Your task
In the listing below, locate the lines bearing the word "NotFound". Copy every one of them.

#### Records supplied

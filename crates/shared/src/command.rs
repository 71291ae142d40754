#[derive(Debug, thiserror::Error)]
pub enum Error {
    #[error("{0} not found")]
    NotFound(String),

    #[error("{0}")]
    User(String),

    #[error("{0}")]
    Validate(#[from] validator::ValidationErrors),

    #[error("{0}")]
    Unknown(#[from] anyhow::Error),
}

pub type Result<T> = std::result::Result<T, Error>;

impl From<serde_json::Error> for Error {
    fn from(value: serde_json::Error) -> Self {
        Self::Unknown(value.into())
    }
}

impl From<std::io::Error> for Error {
    fn from(value: std::io::Error) -> Self {
        Self::Unknown(value.into())
    }
}

#[macro_export]
macro_rules! not_found {
    ($msg:literal $(,)?) => {
        return Err($crate::Error::NotFound(format!($msg)))
    };
    ($fmt:expr, $($arg:tt)*) => {
        return Err($crate::Error::NotFound(format!($fmt, $($arg)*)))
    };
}

#[macro_export]
macro_rules! user {
    ($msg:literal $(,)?) => {
        return Err($crate::Error::User(format!($msg)))
    };
    ($fmt:expr, $($arg:tt)*) => {
        return Err($crate::Error::User(format!($fmt, $($arg)*)))
    };
}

########

Solution to this exercise
    NotFound(String),
        return Err($crate::Error::NotFound(format!($msg)))
        return Err($crate::Error::NotFound(format!($fmt, $($arg)*)))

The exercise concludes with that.